Farmer Bros. Co. (NASDAQ:FARM) missed earnings with its latest first-quarter results, disappointing overly-optimistic forecasters. Revenues missed expectations somewhat, coming in at US$97m, but statutory earnings fell catastrophically short, with a loss of US$0.37 some 139% larger than what the analysts had predicted. The analysts typically update their forecasts at each earnings report, and we can judge from their estimates whether their view of the company has changed or if there are any new concerns to be aware of. We thought readers would find it interesting to see the analysts latest (statutory) post-earnings forecasts for next year.
After the latest results, the consensus from Farmer Bros' two analysts is for revenues of US$450.1m in 2021, which would reflect a small 2.1% decline in sales compared to the last year of performance. The loss per share is expected to greatly reduce in the near future, narrowing 88% to US$0.34. Before this earnings announcement, the analysts had been modelling revenues of US$466.6m and losses of US$0.43 per share in 2021. Although the revenue estimates have fallen somewhat, Farmer Bros'future looks a little different to the past, with a the loss per share forecasts in particular.

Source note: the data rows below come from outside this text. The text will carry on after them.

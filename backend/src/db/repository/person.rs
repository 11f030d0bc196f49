//! Person repository trait.
//!
//! Lookups return `Option`/`Vec` and never fail on a miss. Writes are the only
//! operations that report domain conditions: a uniqueness violation surfaces as
//! [`RepositoryError::ConflictError`](super::RepositoryError::ConflictError),
//! and updating a row that does not exist as
//! [`RepositoryError::NotFound`](super::RepositoryError::NotFound).

use async_trait::async_trait;

use super::error::RepositoryResult;
use crate::models::{Person, PersonId};

/// Storage operations for [`Person`] rows.
///
/// # Thread Safety
/// Implementations must be `Send + Sync` to be shared across request handlers.
#[async_trait]
pub trait PersonRepository: Send + Sync {
    // ==================== Health & Connection ====================

    /// Check if the backing store is reachable.
    ///
    /// # Returns
    /// - `Ok(true)` if connection is healthy
    /// - `Ok(false)` if connection is unhealthy but no error occurred
    /// - `Err(RepositoryError)` if an error occurred during the check
    async fn health_check(&self) -> RepositoryResult<bool>;

    // ==================== Writes ====================

    /// Insert or update a person.
    ///
    /// When `person.id` is `None` a new row is inserted and assigned a fresh
    /// identifier. Otherwise the row with that identifier is overwritten.
    ///
    /// # Returns
    /// * `Ok(Person)` - The persisted row, with id and timestamps set
    /// * `Err(RepositoryError::ConflictError)` - Email already used by another row
    /// * `Err(RepositoryError::NotFound)` - Update of an identifier with no row
    async fn save(&self, person: &Person) -> RepositoryResult<Person>;

    /// Remove the row with the given identifier. Absent rows are a no-op.
    async fn delete_by_id(&self, id: PersonId) -> RepositoryResult<()>;

    // ==================== Lookups ====================

    async fn find_by_id(&self, id: PersonId) -> RepositoryResult<Option<Person>>;

    /// All rows in identifier order.
    async fn find_all(&self) -> RepositoryResult<Vec<Person>>;

    async fn find_by_email(&self, email: &str) -> RepositoryResult<Option<Person>>;

    /// Rows whose last name matches exactly, in identifier order.
    async fn find_by_last_name(&self, last_name: &str) -> RepositoryResult<Vec<Person>>;

    /// Rows whose age is strictly greater than `age`. Rows without an age never match.
    async fn find_by_age_greater_than(&self, age: i32) -> RepositoryResult<Vec<Person>>;

    async fn exists_by_email(&self, email: &str) -> RepositoryResult<bool>;

    async fn exists_by_id(&self, id: PersonId) -> RepositoryResult<bool>;
}
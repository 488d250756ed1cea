//! Application configuration management

use std::path::PathBuf;

use serde::{Deserialize, Serialize};

use crate::error::ConfigError;
use crate::proxy::DEFAULT_MAX_ENTRIES;

/// Main application configuration
#[derive(Debug, Clone, Serialize, Deserialize, Default)]
#[serde(default)]
pub struct Config {
    /// Listener settings
    pub proxy: ProxyConfig,

    /// Capture store settings
    pub capture: CaptureConfig,
}

#[derive(Debug, Clone, Serialize, Deserialize)]
#[serde(default)]
pub struct ProxyConfig {
    /// Proxy listen address
    pub listen_addr: String,

    /// Proxy listen port
    pub port: u16,

    /// Listen backlog
    pub backlog: u32,
}

#[derive(Debug, Clone, Serialize, Deserialize)]
#[serde(default)]
pub struct CaptureConfig {
    /// Maximum captured entries kept; the oldest is evicted beyond this.
    pub max_entries: usize,
}

impl Default for ProxyConfig {
    fn default() -> Self {
        Self {
            listen_addr: "0.0.0.0".to_string(),
            port: 8888,
            backlog: 100,
        }
    }
}

impl Default for CaptureConfig {
    fn default() -> Self {
        Self {
            max_entries: DEFAULT_MAX_ENTRIES,
        }
    }
}

impl Config {
    /// Load configuration from the given file, or from the default location,
    /// falling back to defaults when no file exists.
    pub fn load(path: Option<&str>) -> Result<Self, ConfigError> {
        let config_path = match path {
            Some(p) => PathBuf::from(p),
            None => Self::default_config_path()?,
        };

        if config_path.exists() {
            let contents =
                std::fs::read_to_string(&config_path).map_err(|source| ConfigError::Read {
                    path: config_path.display().to_string(),
                    source,
                })?;

            let config: Config =
                toml::from_str(&contents).map_err(|e| ConfigError::Parse(e.to_string()))?;

            tracing::info!("loaded configuration from {:?}", config_path);
            Ok(config)
        } else {
            tracing::info!("no configuration file found, using defaults");
            Ok(Self::default())
        }
    }

    /// Save configuration to the given file or the default location.
    pub fn save(&self, path: Option<&str>) -> Result<(), ConfigError> {
        let config_path = match path {
            Some(p) => PathBuf::from(p),
            None => Self::default_config_path()?,
        };

        if let Some(parent) = config_path.parent() {
            std::fs::create_dir_all(parent).map_err(|source| ConfigError::Write {
                path: config_path.display().to_string(),
                source,
            })?;
        }

        let contents = toml::to_string_pretty(self).map_err(|e| ConfigError::Parse(e.to_string()))?;
        std::fs::write(&config_path, contents).map_err(|source| ConfigError::Write {
            path: config_path.display().to_string(),
            source,
        })?;

        tracing::info!("saved configuration to {:?}", config_path);
        Ok(())
    }

    /// Reject configurations the engine cannot run with.
    pub fn validate(&self) -> Result<(), ConfigError> {
        if self.proxy.port == 0 {
            return Err(ConfigError::Validation {
                field: "proxy.port".to_string(),
                reason: "port cannot be 0".to_string(),
            });
        }
        if self.proxy.backlog == 0 {
            return Err(ConfigError::Validation {
                field: "proxy.backlog".to_string(),
                reason: "backlog must be greater than 0".to_string(),
            });
        }
        if self.capture.max_entries == 0 {
            return Err(ConfigError::Validation {
                field: "capture.max_entries".to_string(),
                reason: "max_entries must be greater than 0".to_string(),
            });
        }
        Ok(())
    }

    fn default_config_path() -> Result<PathBuf, ConfigError> {
        let dirs = directories::ProjectDirs::from("io", "holdfast", "holdfast")
            .ok_or(ConfigError::NoConfigDir)?;

        Ok(dirs.config_dir().join("config.toml"))
    }

    /// Data directory for logs and exports.
    pub fn data_dir() -> Result<PathBuf, ConfigError> {
        let dirs = directories::ProjectDirs::from("io", "holdfast", "holdfast")
            .ok_or(ConfigError::NoConfigDir)?;

        Ok(dirs.data_dir().to_path_buf())
    }
}

#[cfg(test)]
mod tests {
    use super::*;

    #[test]
    fn test_defaults() {
        let config = Config::default();
        assert_eq!(config.proxy.listen_addr, "0.0.0.0");
        assert_eq!(config.proxy.port, 8888);
        assert_eq!(config.proxy.backlog, 100);
        assert_eq!(config.capture.max_entries, 500);
        assert!(config.validate().is_ok());
    }

    #[test]
    fn test_partial_toml_fills_defaults() {
        let config: Config = toml::from_str("[proxy]\nport = 9999\n").unwrap();
        assert_eq!(config.proxy.port, 9999);
        assert_eq!(config.proxy.listen_addr, "0.0.0.0");
        assert_eq!(config.capture.max_entries, 500);
    }

    #[test]
    fn test_validation_rejects_zero_values() {
        let mut config = Config::default();
        config.proxy.port = 0;
        assert!(config.validate().is_err());

        let mut config = Config::default();
        config.capture.max_entries = 0;
        assert!(config.validate().is_err());
    }

    #[test]
    fn test_round_trips_through_toml() {
        let config = Config::default();
        let toml = toml::to_string_pretty(&config).unwrap();
        let back: Config = toml::from_str(&toml).unwrap();
        assert_eq!(back.proxy.port, config.proxy.port);
        assert_eq!(back.capture.max_entries, config.capture.max_entries);
    }

    #[test]
    fn test_save_then_load_round_trips_through_file() {
        let path = std::env::temp_dir().join(format!(
            "holdfast-config-test-{}.toml",
            std::process::id()
        ));
        let path_str = path.to_str().unwrap();

        let mut config = Config::default();
        config.proxy.port = 9191;
        config.capture.max_entries = 42;
        config.save(Some(path_str)).unwrap();

        let loaded = Config::load(Some(path_str)).unwrap();
        assert_eq!(loaded.proxy.port, 9191);
        assert_eq!(loaded.capture.max_entries, 42);
        assert_eq!(loaded.proxy.listen_addr, config.proxy.listen_addr);

        std::fs::remove_file(&path).unwrap();
    }
}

The consensus price target fell 19% to US$6.50, with the dip in revenue estimates clearly souring sentiment, despite the forecast reduction in losses.
Another way we can view these estimates is in the context of the bigger picture, such as how the forecasts stack up against past performance, and whether forecasts are more or less bullish relative to other companies in the industry. These estimates imply that sales are expected to slow, with a forecast revenue decline of 2.1%, a significant reduction from annual growth of 0.4% over the last five years. Compare this with our data, which suggests that other companies in the same industry are, in aggregate, expected to see their revenue grow 3.0% next year. It's pretty clear that Farmer Bros' revenues are expected to perform substantially worse than the wider industry.
The Bottom Line
The most obvious conclusion is that the analysts made no changes to their forecasts for a loss next year. On the negative side, they also downgraded their revenue estimates, and forecasts imply revenues will perform worse than the wider industry. Even so, earnings are more important to the intrinsic value of the business. The consensus price target fell measurably, with the analysts seemingly not reassured by the latest results, leading to a lower estimate of Farmer Bros' future valuation.
With that said, the long-term trajectory of the company's earnings is a lot more important than next year. We have analyst estimates for Farmer Bros going out as far as 2022, and you can see them free on our platform here.
You still need to take note of risks, for example - Farmer Bros has 4 warning signs we think you should be aware of.
This article by Simply Wall St is general in nature. It does not constitute a recommendation to buy or sell any stock, and does not take account of your objectives, or your financial situation. We aim to bring you long-term focused analysis driven by fundamental data. Note that our analysis may not factor in the latest price-sensitive company announcements or qualitative material. Simply Wall St has no position in any stocks mentioned.